Pauline Czernika made many excuses for not producing the original letters, such as that a French officer took them to France for safe keeping when war began, that they had been mislaid, that they were stolen at the station as she was taking the letters to Warsaw for inspection. In the end, only typescripts were produced. There were many discrepancies and some events allegedly occurred when Delfina was not even in Paris; the language was deemed too crude for the reserved Chopin. The consensus now is that, although some of the letters are forgeries, some are genuine.2,3 In 1997 a film was released, ‘The Strange Case of Delfina Potocka’. Chopin’s Impromptu in A flat depicts Delacroix’s belief that Delfina’s lips promise a passionate desire for kissing.
George Sand (1804–1876)
Amandine Aurore Lucille Dupin, better known as George Sand (Figure 3), was a truly amazing woman. In 1822, when she was 18, she married Baron Dudevant (1795–1871) and became Baronne Dudevant.
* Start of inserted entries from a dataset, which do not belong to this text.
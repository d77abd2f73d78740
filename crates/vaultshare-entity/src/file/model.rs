//! File entity model.

use chrono::{DateTime, Utc};
use serde::{Deserialize, Serialize};
use sqlx::FromRow;
use vaultshare_core::types::id::{FileId, UserId};

use super::status::FileStatus;

/// A file owned by a single user, stored encrypted at rest.
///
/// `checksum_sha256` and `size_bytes` are authoritative only once `status`
/// is [`FileStatus::Completed`]; before that `size_bytes` holds the size the
/// caller declared.
#[derive(Debug, Clone, Serialize, Deserialize, FromRow)]
pub struct File {
    /// Unique file identifier.
    pub id: FileId,
    /// The file owner.
    pub owner_id: UserId,
    /// Sanitized display name.
    pub name: String,
    /// Name as supplied by the uploader.
    pub original_name: String,
    /// MIME type of the plaintext.
    pub mime_type: String,
    /// Plaintext size in bytes.
    pub size_bytes: i64,
    /// Canonical path of the encrypted artifact within storage.
    pub storage_path: String,
    /// Base64 per-file base key.
    #[serde(skip_serializing, default)]
    pub encryption_key: String,
    /// Base64 IV of the current artifact.
    #[serde(skip_serializing, default)]
    pub iv: String,
    /// Lowercase hex SHA-256 of the plaintext.
    pub checksum_sha256: Option<String>,
    /// Lifecycle status.
    pub status: FileStatus,
    /// Highest version number ever allocated for this file.
    pub current_version: i32,
    /// Free-text description.
    pub description: Option<String>,
    /// Tags (JSON array of strings).
    pub tags: serde_json::Value,
    /// Arbitrary metadata (JSON object).
    pub metadata: serde_json::Value,
    /// Whether the file is in the trash.
    pub is_deleted: bool,
    /// When the file was moved to the trash.
    pub deleted_at: Option<DateTime<Utc>>,
    /// When the upload was initialized.
    pub upload_started_at: DateTime<Utc>,
    /// When processing completed.
    pub upload_completed_at: Option<DateTime<Utc>>,
    /// Last successful read.
    pub last_accessed_at: Option<DateTime<Utc>>,
    /// When the record was created.
    pub created_at: DateTime<Utc>,
    /// When the record was last updated.
    pub updated_at: DateTime<Utc>,
}

impl File {
    /// Whether `user` owns this file.
    pub fn is_owned_by(&self, user: UserId) -> bool {
        self.owner_id == user
    }

    /// Tags as a list of strings; non-string entries are ignored.
    pub fn tag_list(&self) -> Vec<String> {
        self.tags
            .as_array()
            .map(|tags| {
                tags.iter()
                    .filter_map(|t| t.as_str().map(str::to_string))
                    .collect()
            })
            .unwrap_or_default()
    }
}

/// Data required to create a new file record.
#[derive(Debug, Clone)]
pub struct CreateFile {
    /// Identifier allocated by the caller (also used in the storage path).
    pub id: FileId,
    /// The file owner.
    pub owner_id: UserId,
    /// Sanitized display name.
    pub name: String,
    /// Name as supplied.
    pub original_name: String,
    /// MIME type.
    pub mime_type: String,
    /// Declared size in bytes.
    pub size_bytes: i64,
    /// Canonical artifact path.
    pub storage_path: String,
    /// Base64 base key.
    pub encryption_key: String,
    /// Base64 IV.
    pub iv: String,
    /// Initial status.
    pub status: FileStatus,
    /// Free-text description.
    pub description: Option<String>,
    /// Tags (JSON array).
    pub tags: serde_json::Value,
    /// Metadata (JSON object).
    pub metadata: serde_json::Value,
}
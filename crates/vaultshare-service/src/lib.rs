//! # vaultshare-service
//!
//! Business logic service layer for VaultShare: the chunked upload
//! pipeline, the decrypting read path, file lifecycle operations,
//! versioning, and copies.
//!
//! Services follow constructor injection: all dependencies are provided
//! at construction time. [`Services`] wires the full graph from a pool,
//! a storage provider, and configuration.

pub mod context;
pub mod file;
pub mod services;

pub use context::RequestContext;
pub use file::{
    CopyService, DownloadService, FileService, InitializeUpload, ReadResult, UploadService,
    VersionService,
};
pub use services::Services;
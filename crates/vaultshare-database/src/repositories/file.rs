//! File repository implementation.

use chrono::{DateTime, Utc};
use sqlx::SqlitePool;

use vaultshare_core::error::{AppError, ErrorKind};
use vaultshare_core::result::AppResult;
use vaultshare_core::types::id::{FileId, UserId};
use vaultshare_entity::file::model::{CreateFile, File};
use vaultshare_entity::file::status::FileStatus;

/// Repository for file CRUD, lifecycle transitions, and owner queries.
#[derive(Debug, Clone)]
pub struct FileRepository {
    pool: SqlitePool,
}

impl FileRepository {
    /// Create a new file repository.
    pub fn new(pool: SqlitePool) -> Self {
        Self { pool }
    }

    /// Create a new file record.
    pub async fn create(&self, data: &CreateFile) -> AppResult<File> {
        let now = Utc::now();
        sqlx::query_as::<_, File>(
            "INSERT INTO files (id, owner_id, name, original_name, mime_type, size_bytes, \
             storage_path, encryption_key, iv, status, description, tags, metadata, \
             upload_started_at, created_at, updated_at) \
             VALUES (?, ?, ?, ?, ?, ?, ?, ?, ?, ?, ?, ?, ?, ?, ?, ?) RETURNING *",
        )
        .bind(data.id)
        .bind(data.owner_id)
        .bind(&data.name)
        .bind(&data.original_name)
        .bind(&data.mime_type)
        .bind(data.size_bytes)
        .bind(&data.storage_path)
        .bind(&data.encryption_key)
        .bind(&data.iv)
        .bind(data.status)
        .bind(&data.description)
        .bind(&data.tags)
        .bind(&data.metadata)
        .bind(now)
        .bind(now)
        .bind(now)
        .fetch_one(&self.pool)
        .await
        .map_err(|e| AppError::with_source(ErrorKind::Database, "Failed to create file", e))
    }

    /// Find a file by ID.
    pub async fn find_by_id(&self, id: FileId) -> AppResult<Option<File>> {
        sqlx::query_as::<_, File>("SELECT * FROM files WHERE id = ?")
            .bind(id)
            .fetch_optional(&self.pool)
            .await
            .map_err(|e| AppError::with_source(ErrorKind::Database, "Failed to find file", e))
    }

    /// Move a file from `from` to `to` only if it is currently in `from`.
    ///
    /// Returns `false` when another caller changed the status first. An edge
    /// the lifecycle does not allow is an `Internal` error and touches
    /// nothing.
    pub async fn transition_status(
        &self,
        id: FileId,
        from: FileStatus,
        to: FileStatus,
    ) -> AppResult<bool> {
        if !from.can_transition_to(to) {
            return Err(AppError::internal(format!(
                "Illegal status transition {from} -> {to} for file {id}"
            ))
            .for_file(id));
        }
        let result =
            sqlx::query("UPDATE files SET status = ?, updated_at = ? WHERE id = ? AND status = ?")
                .bind(to)
                .bind(Utc::now())
                .bind(id)
                .bind(from)
                .execute(&self.pool)
                .await
                .map_err(|e| {
                    AppError::with_source(ErrorKind::Database, "Failed to transition file", e)
                })?;
        Ok(result.rows_affected() == 1)
    }

    /// Store the authoritative size, checksum, and IV of a freshly written
    /// artifact. Only applies while the file is `PROCESSING`.
    pub async fn record_artifact(
        &self,
        id: FileId,
        size_bytes: i64,
        checksum_sha256: &str,
        iv: &str,
    ) -> AppResult<bool> {
        let result = sqlx::query(
            "UPDATE files SET size_bytes = ?, checksum_sha256 = ?, iv = ?, updated_at = ? \
             WHERE id = ? AND status = 'PROCESSING'",
        )
        .bind(size_bytes)
        .bind(checksum_sha256)
        .bind(iv)
        .bind(Utc::now())
        .bind(id)
        .execute(&self.pool)
        .await
        .map_err(|e| AppError::with_source(ErrorKind::Database, "Failed to record artifact", e))?;
        Ok(result.rows_affected() == 1)
    }

    /// Finish processing: `PROCESSING -> COMPLETED` with completion time.
    pub async fn mark_completed(&self, id: FileId, at: DateTime<Utc>) -> AppResult<bool> {
        let result = sqlx::query(
            "UPDATE files SET status = 'COMPLETED', upload_completed_at = ?, updated_at = ? \
             WHERE id = ? AND status = 'PROCESSING'",
        )
        .bind(at)
        .bind(at)
        .bind(id)
        .execute(&self.pool)
        .await
        .map_err(|e| AppError::with_source(ErrorKind::Database, "Failed to complete file", e))?;
        Ok(result.rows_affected() == 1)
    }

    /// Update the last-accessed timestamp.
    pub async fn touch_last_accessed(&self, id: FileId, at: DateTime<Utc>) -> AppResult<()> {
        sqlx::query("UPDATE files SET last_accessed_at = ? WHERE id = ?")
            .bind(at)
            .bind(id)
            .execute(&self.pool)
            .await
            .map_err(|e| {
                AppError::with_source(ErrorKind::Database, "Failed to update last access", e)
            })?;
        Ok(())
    }

    /// Rename a file.
    pub async fn rename(&self, id: FileId, name: &str) -> AppResult<File> {
        sqlx::query_as::<_, File>(
            "UPDATE files SET name = ?, updated_at = ? WHERE id = ? RETURNING *",
        )
        .bind(name)
        .bind(Utc::now())
        .bind(id)
        .fetch_optional(&self.pool)
        .await
        .map_err(|e| AppError::with_source(ErrorKind::Database, "Failed to rename file", e))?
        .ok_or_else(|| AppError::not_found(format!("File {id} not found")).for_file(id))
    }

    /// Move a file to the trash. A file already in the trash keeps its
    /// original `deleted_at`.
    pub async fn soft_delete(&self, id: FileId, at: DateTime<Utc>) -> AppResult<File> {
        sqlx::query_as::<_, File>(
            "UPDATE files SET is_deleted = 1, deleted_at = COALESCE(deleted_at, ?), \
             updated_at = CASE WHEN is_deleted THEN updated_at ELSE ? END \
             WHERE id = ? RETURNING *",
        )
        .bind(at)
        .bind(at)
        .bind(id)
        .fetch_optional(&self.pool)
        .await
        .map_err(|e| AppError::with_source(ErrorKind::Database, "Failed to delete file", e))?
        .ok_or_else(|| AppError::not_found(format!("File {id} not found")).for_file(id))
    }

    /// Take a file out of the trash. Restoring a live file changes nothing.
    pub async fn restore(&self, id: FileId) -> AppResult<File> {
        sqlx::query_as::<_, File>(
            "UPDATE files SET is_deleted = 0, deleted_at = NULL, \
             updated_at = CASE WHEN is_deleted THEN ? ELSE updated_at END \
             WHERE id = ? RETURNING *",
        )
        .bind(Utc::now())
        .bind(id)
        .fetch_optional(&self.pool)
        .await
        .map_err(|e| AppError::with_source(ErrorKind::Database, "Failed to restore file", e))?
        .ok_or_else(|| AppError::not_found(format!("File {id} not found")).for_file(id))
    }

    /// The owner's completed, non-deleted files, newest completion first.
    pub async fn list_completed(&self, owner_id: UserId) -> AppResult<Vec<File>> {
        sqlx::query_as::<_, File>(
            "SELECT * FROM files WHERE owner_id = ? AND is_deleted = 0 AND status = 'COMPLETED' \
             ORDER BY upload_completed_at DESC, created_at DESC",
        )
        .bind(owner_id)
        .fetch_all(&self.pool)
        .await
        .map_err(|e| AppError::with_source(ErrorKind::Database, "Failed to list files", e))
    }

    /// Case-insensitive name substring search over non-deleted files. An
    /// empty query matches every one of them.
    pub async fn search(&self, owner_id: UserId, query: &str) -> AppResult<Vec<File>> {
        let pattern = format!("%{}%", escape_like(&query.to_lowercase()));
        sqlx::query_as::<_, File>(
            "SELECT * FROM files WHERE owner_id = ? AND is_deleted = 0 \
             AND LOWER(name) LIKE ? ESCAPE '\\' ORDER BY name ASC",
        )
        .bind(owner_id)
        .bind(pattern)
        .fetch_all(&self.pool)
        .await
        .map_err(|e| AppError::with_source(ErrorKind::Database, "Failed to search files", e))
    }

    /// Most recently updated non-deleted files.
    pub async fn recent(&self, owner_id: UserId, limit: u32) -> AppResult<Vec<File>> {
        sqlx::query_as::<_, File>(
            "SELECT * FROM files WHERE owner_id = ? AND is_deleted = 0 \
             ORDER BY updated_at DESC LIMIT ?",
        )
        .bind(owner_id)
        .bind(i64::from(limit))
        .fetch_all(&self.pool)
        .await
        .map_err(|e| AppError::with_source(ErrorKind::Database, "Failed to list recent files", e))
    }

    /// The owner's trash, most recently deleted first.
    pub async fn list_deleted(&self, owner_id: UserId) -> AppResult<Vec<File>> {
        sqlx::query_as::<_, File>(
            "SELECT * FROM files WHERE owner_id = ? AND is_deleted = 1 ORDER BY deleted_at DESC",
        )
        .bind(owner_id)
        .fetch_all(&self.pool)
        .await
        .map_err(|e| AppError::with_source(ErrorKind::Database, "Failed to list trash", e))
    }
}

/// Escape `LIKE` wildcards so user input matches literally.
fn escape_like(input: &str) -> String {
    let mut out = String::with_capacity(input.len());
    for c in input.chars() {
        if matches!(c, '%' | '_' | '\\') {
            out.push('\\');
        }
        out.push(c);
    }
    out
}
She soon found he was cruel and disinterested and in 1831, despite having two children Maurice (1823–1889) and Solange (1828–1899), she divorced him and took her children to Paris for a new life. This was a remarkable achievement for a woman at that time. She became one of the most controversial figures in France. She campaigned for political reform and for the rights of women. As a prolific novelist exploring the sexual feelings of women, she was successful, if controversial. Her first novel, ‘Indiana’, was written with Jules Sandeau (1811–1883) who had become her lover. She took a part of his name and changed hers to George Sand. Her behaviour became promiscuous, loud, lewd and shocking. She was a very mysterious woman; Chopin’s Etude Opus 25 No.7 is mysterious music.
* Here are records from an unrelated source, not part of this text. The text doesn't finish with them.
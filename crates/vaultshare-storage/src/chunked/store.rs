//! Chunk store: durable staging of uploaded chunks keyed by
//! `(file, chunk_number)`.

use std::sync::Arc;

use bytes::Bytes;
use tracing::{debug, info, warn};

use vaultshare_core::error::{AppError, ErrorKind};
use vaultshare_core::result::AppResult;
use vaultshare_core::traits::storage::StorageProvider;
use vaultshare_core::types::id::{ChunkId, FileId};
use vaultshare_crypto::hash_bytes;
use vaultshare_database::repositories::{ChunkInsert, ChunkRepository, FileRepository};
use vaultshare_entity::file::chunk::{CreateChunk, FileChunk};
use vaultshare_entity::file::status::FileStatus;

use crate::paths;
use crate::retry::with_retry;

/// Stages chunk bytes in blob storage and records them in the database.
#[derive(Debug, Clone)]
pub struct ChunkStore {
    /// Storage provider holding the staged bytes.
    provider: Arc<dyn StorageProvider>,
    /// Chunk records.
    chunks: ChunkRepository,
    /// Parent file records, consulted for error context.
    files: FileRepository,
    /// Key prefix of the staging area.
    prefix: String,
    /// Retries for transient storage failures.
    io_retries: u32,
    /// Exclusive upper bound on chunk numbers.
    max_chunks: u32,
}

impl ChunkStore {
    /// Create a new chunk store.
    pub fn new(
        provider: Arc<dyn StorageProvider>,
        chunks: ChunkRepository,
        files: FileRepository,
        prefix: impl Into<String>,
        io_retries: u32,
        max_chunks: u32,
    ) -> Self {
        Self {
            provider,
            chunks,
            files,
            prefix: prefix.into(),
            io_retries,
            max_chunks,
        }
    }

    /// Stage one chunk.
    ///
    /// Chunk numbers run from 0 up to, not including, `max_chunks`.
    /// The checksum is computed here, before the record exists. A reused
    /// chunk number fails with `ChunkConflict` and a parent that is not
    /// `UPLOADING` fails with `InvalidState`; in both cases the staged
    /// bytes are removed and the existing chunk is untouched.
    pub async fn put_chunk(
        &self,
        file_id: FileId,
        chunk_number: i32,
        data: Bytes,
    ) -> AppResult<FileChunk> {
        if chunk_number < 0 || i64::from(chunk_number) >= i64::from(self.max_chunks) {
            return Err(AppError::invalid_request(format!(
                "Chunk number must be in 0..{}, got {chunk_number}",
                self.max_chunks
            ))
            .for_file(file_id));
        }
        if self.chunks.find(file_id, chunk_number).await?.is_some() {
            return Err(AppError::chunk_conflict(file_id, chunk_number));
        }

        let size_bytes = data.len() as i64;
        let hashed = data.clone();
        let checksum = tokio::task::spawn_blocking(move || hash_bytes(&hashed))
            .await
            .map_err(|e| AppError::with_source(ErrorKind::Internal, "Chunk hashing panicked", e))?;

        let chunk_id = ChunkId::new();
        let storage_path = paths::chunk_path(&self.prefix, file_id, chunk_number, chunk_id);
        with_retry(self.io_retries, "stage_chunk", || {
            self.provider.write(&storage_path, data.clone())
        })
        .await?;

        let record = CreateChunk {
            id: chunk_id,
            file_id,
            chunk_number,
            size_bytes,
            checksum_sha256: checksum,
            storage_path: storage_path.clone(),
        };

        let outcome = match self.chunks.insert_if_uploading(&record).await {
            Ok(outcome) => outcome,
            Err(e) => {
                self.discard(&storage_path).await;
                return Err(e);
            }
        };

        match outcome {
            ChunkInsert::Inserted(chunk) => {
                debug!(
                    file_id = %file_id,
                    chunk = chunk_number,
                    bytes = size_bytes,
                    checksum = %chunk.checksum_sha256,
                    "Chunk staged"
                );
                Ok(chunk)
            }
            ChunkInsert::Duplicate => {
                self.discard(&storage_path).await;
                Err(AppError::chunk_conflict(file_id, chunk_number))
            }
            ChunkInsert::NotUploading => {
                self.discard(&storage_path).await;
                match self.files.find_by_id(file_id).await? {
                    Some(file) => Err(AppError::invalid_state(
                        file_id,
                        FileStatus::Uploading.as_str(),
                        file.status.as_str(),
                    )),
                    None => Err(AppError::not_found(format!("File {file_id} not found"))
                        .for_file(file_id)),
                }
            }
        }
    }

    /// All staged chunks of a file ordered by chunk number.
    pub async fn list_chunks(&self, file_id: FileId) -> AppResult<Vec<FileChunk>> {
        self.chunks.find_by_file(file_id).await
    }

    /// Read a staged chunk back, checking it against the checksum taken
    /// at write time.
    pub async fn read_chunk(&self, chunk: &FileChunk) -> AppResult<Bytes> {
        let data = with_retry(self.io_retries, "read_chunk", || {
            self.provider.read_bytes(&chunk.storage_path)
        })
        .await?;
        if hash_bytes(&data) != chunk.checksum_sha256 {
            return Err(AppError::storage(format!(
                "Chunk {} of file {} changed in staging",
                chunk.chunk_number, chunk.file_id
            ))
            .for_file(chunk.file_id));
        }
        Ok(data)
    }

    /// Delete every chunk record and staged byte of a file.
    pub async fn purge(&self, file_id: FileId) -> AppResult<()> {
        let removed = self.chunks.delete_by_file(file_id).await?;
        self.provider
            .delete_dir(&paths::chunk_dir(&self.prefix, file_id))
            .await?;
        info!(file_id = %file_id, chunks = removed, "Purged staged chunks");
        Ok(())
    }

    async fn discard(&self, storage_path: &str) {
        if let Err(e) = self.provider.delete(storage_path).await {
            warn!(path = storage_path, error = %e, "Failed to discard staged chunk");
        }
    }
}
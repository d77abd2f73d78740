//! Streaming SHA-256 content hashing.
//!
//! Whether fed a single chunk, an assembled file, or a reader, the digest is
//! the lowercase hex SHA-256 of the bytes seen, independent of how they were
//! split.

use std::io::Read;

use sha2::{Digest, Sha256};

use crate::HASH_BLOCK_SIZE;

/// Incremental hasher for content arriving in pieces.
#[derive(Debug, Clone, Default)]
pub struct ContentHasher {
    inner: Sha256,
    bytes: u64,
}

impl ContentHasher {
    pub fn new() -> Self {
        Self::default()
    }

    pub fn update(&mut self, data: &[u8]) {
        self.inner.update(data);
        self.bytes += data.len() as u64;
    }

    /// Total number of bytes hashed so far.
    pub fn bytes_hashed(&self) -> u64 {
        self.bytes
    }

    /// Consume the hasher and return the lowercase hex digest.
    pub fn finalize_hex(self) -> String {
        hex::encode(self.inner.finalize())
    }
}

/// Hash an in-memory buffer.
pub fn hash_bytes(data: &[u8]) -> String {
    let mut hasher = ContentHasher::new();
    hasher.update(data);
    hasher.finalize_hex()
}

/// Hash a reader in 4 KiB blocks, returning the digest and byte count.
pub fn hash_reader<R: Read>(mut reader: R) -> std::io::Result<(String, u64)> {
    let mut hasher = ContentHasher::new();
    let mut buf = [0u8; HASH_BLOCK_SIZE];
    loop {
        let n = match reader.read(&mut buf) {
            Ok(0) => break,
            Ok(n) => n,
            Err(e) if e.kind() == std::io::ErrorKind::Interrupted => continue,
            Err(e) => return Err(e),
        };
        hasher.update(&buf[..n]);
    }
    let bytes = hasher.bytes_hashed();
    Ok((hasher.finalize_hex(), bytes))
}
Amandine Aurore Lucille Dupin, namely George Sand.
In 1836 Countess Marie d’Agoult (1805–1876), the mistress of Liszt and the mother of three of his children, hosted a party at which Chopin met George Sand. By this time Sand had had a long string of lovers; she dressed as a man and smoked large cigars. Chopin was repelled and said that he doubted she was indeed a woman. Sand was attracted to Chopin; she had heard and admired his music and had become infatuated. She wrote to a mutual friend, Count Grzymala (1793–1871), saying that she might abandon her current affair and test the strength of Chopin’s existing affair with Maria Wodzinska (1819–1896). What a wonderful phrase ‘test the strength of Chopin’s affair’ for what was to become a predatory seduction!!
In Warsaw, Chopin had taught the 12-year-old Maria Wodzinska. In 1836 he was in Dresden and was entertained by the Wodzinski family. Maria was now 17, an accomplished pianist and a beauty of her day. Frederic fell in love with her and on 9 September he proposed and was accepted. Sadly it came to naught; the Wodzinski’s were concerned about a marriage to such a very sick man. Chopin’s chest and bowel problems were now all too obvious.2,3 Chopin was devastated and he wrote the Etude 25 No.1 in F minor as a tribute to Maria’s soul.
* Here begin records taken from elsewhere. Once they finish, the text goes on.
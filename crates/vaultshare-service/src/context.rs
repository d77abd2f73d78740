//! Request context carrying the acting user and correlation id.

use chrono::{DateTime, Utc};
use serde::{Deserialize, Serialize};

use vaultshare_core::types::id::{RequestId, UserId};

/// Context for the current caller request.
///
/// Built by the caller and passed into every service method so that each
/// operation knows *who* is acting. Log lines carry `request_id` for
/// correlation instead of relying on ambient state.
#[derive(Debug, Clone, Serialize, Deserialize)]
pub struct RequestContext {
    /// The acting user's ID.
    pub user_id: UserId,
    /// Correlation id for this request.
    pub request_id: RequestId,
    /// When the request was received.
    pub request_time: DateTime<Utc>,
}

impl RequestContext {
    /// Creates a new request context with a fresh request id.
    pub fn new(user_id: UserId) -> Self {
        Self {
            user_id,
            request_id: RequestId::new(),
            request_time: Utc::now(),
        }
    }

    /// Replaces the request id with one supplied by the caller.
    pub fn with_request_id(mut self, request_id: RequestId) -> Self {
        self.request_id = request_id;
        self
    }
}
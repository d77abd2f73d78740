//! Chunk repository implementation.

use chrono::Utc;
use sqlx::SqlitePool;

use vaultshare_core::error::{AppError, ErrorKind};
use vaultshare_core::result::AppResult;
use vaultshare_core::types::id::FileId;
use vaultshare_entity::file::chunk::{CreateChunk, FileChunk};

use crate::is_unique_violation;

/// Result of a conditional chunk insert.
#[derive(Debug, Clone)]
pub enum ChunkInsert {
    /// The chunk was recorded.
    Inserted(FileChunk),
    /// The parent file is missing or no longer `UPLOADING`.
    NotUploading,
    /// A chunk with the same number already exists.
    Duplicate,
}

/// Repository for staged upload chunks.
#[derive(Debug, Clone)]
pub struct ChunkRepository {
    pool: SqlitePool,
}

impl ChunkRepository {
    /// Create a new chunk repository.
    pub fn new(pool: SqlitePool) -> Self {
        Self { pool }
    }

    /// Record a chunk, atomically checking that the parent file is still
    /// `UPLOADING` and that the chunk number is unused.
    pub async fn insert_if_uploading(&self, data: &CreateChunk) -> AppResult<ChunkInsert> {
        let result = sqlx::query_as::<_, FileChunk>(
            "INSERT INTO file_chunks (id, file_id, chunk_number, size_bytes, checksum_sha256, \
             uploaded, storage_path, created_at) \
             SELECT ?, ?, ?, ?, ?, 1, ?, ? \
             WHERE EXISTS (SELECT 1 FROM files WHERE id = ? AND status = 'UPLOADING') \
             RETURNING *",
        )
        .bind(data.id)
        .bind(data.file_id)
        .bind(data.chunk_number)
        .bind(data.size_bytes)
        .bind(&data.checksum_sha256)
        .bind(&data.storage_path)
        .bind(Utc::now())
        .bind(data.file_id)
        .fetch_optional(&self.pool)
        .await;

        match result {
            Ok(Some(chunk)) => Ok(ChunkInsert::Inserted(chunk)),
            Ok(None) => Ok(ChunkInsert::NotUploading),
            Err(err) if is_unique_violation(&err) => Ok(ChunkInsert::Duplicate),
            Err(err) => Err(AppError::with_source(
                ErrorKind::Database,
                "Failed to record chunk",
                err,
            )),
        }
    }

    /// All chunks of a file ordered by chunk number.
    pub async fn find_by_file(&self, file_id: FileId) -> AppResult<Vec<FileChunk>> {
        sqlx::query_as::<_, FileChunk>(
            "SELECT * FROM file_chunks WHERE file_id = ? ORDER BY chunk_number ASC",
        )
        .bind(file_id)
        .fetch_all(&self.pool)
        .await
        .map_err(|e| AppError::with_source(ErrorKind::Database, "Failed to list chunks", e))
    }

    /// A single chunk by number.
    pub async fn find(&self, file_id: FileId, chunk_number: i32) -> AppResult<Option<FileChunk>> {
        sqlx::query_as::<_, FileChunk>(
            "SELECT * FROM file_chunks WHERE file_id = ? AND chunk_number = ?",
        )
        .bind(file_id)
        .bind(chunk_number)
        .fetch_optional(&self.pool)
        .await
        .map_err(|e| AppError::with_source(ErrorKind::Database, "Failed to find chunk", e))
    }

    /// Delete every chunk record of a file, returning how many were removed.
    pub async fn delete_by_file(&self, file_id: FileId) -> AppResult<u64> {
        let result = sqlx::query("DELETE FROM file_chunks WHERE file_id = ?")
            .bind(file_id)
            .execute(&self.pool)
            .await
            .map_err(|e| AppError::with_source(ErrorKind::Database, "Failed to purge chunks", e))?;
        Ok(result.rows_affected())
    }
}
Chopin feared George but she was unaware of his shyness so she pressed on. In December 1836 Chopin gave a party and included George among his guests. She appeared in a gown of red and white, the colours of Poland. Chopin was seduced and by 1837 their affair was an open secret; Chopin dedicated all 12 of his Opus 25 Etudes to George Sand. Now that his engagement with Maria was over, he pursued George with a passion. Their relationship was one of genuine love and devotion. Chopin’s life was enriched and the poetry of his music became finer and deeper. George had many attributes, she was a successful author and she drew one of the best portraits of Frederic.
In the summer of 1837 Chopin made his first visit to London and spent two months mostly sight-seeing. He gave a few salon recitals; his audiences were astonished with the brilliance of his playing. During this visit he stayed at number 99 Eaton Place.
For some years Chopin’s health had been deteriorating, especially in the winters. In the autumn of 1838 he and George decided to escape the harsh Paris winter. They left Paris secretly and separately to meet in Perpignan before leaving for Majorca. Their hearts were full of optimism; they would be happy basking in the warm sunshine and Chopin’s health would improve; Chopin’s Etude 10.3 describes their optimism.
Majorca
It was not a happy time. The Majorcans found that the couple were not married and, fearing that Chopin’s cough was a sign of tuberculosis, they became inhospitable. Their stay in hotels became expensive when before being ejected they were made to pay for the fumigating and cleaning of the room and bed linen. Frederic and George then decided to move to the abandoned monastery at Valldemosa. It rained most of the time; Chopin was miserable and ill. His piano was late in arriving from Paris and then it was held up in customs with a huge sum being demanded for its release. Eventually, it was released but getting it up the mountain to the monastery was a nightmare. Chopin finished his Preludes and the Polonaise in C minor.2,3 His Prelude number 15, called the Raindrop, is said to have been inspired by the sound of the rain on the monastery roof; there is a repeated A flat in the bass, the rain on the roof. The uncomfortable monastery, the miserable weather and Chopin’s health problems forced their departure in February 1839.
Nohant, near Chateauroux
George and Frederic arrived at Sand’s home in Nohant where they stayed until October 1839. Chopin was busy composing and he wrote three Mazurkas, a Nocturne and an Impromptu. He was not Sand’s only lover but she was the love of his life. There is no doubt that without her love, her devotion and her shielding him from material worries, he would have died much earlier and his musical output would have been much reduced.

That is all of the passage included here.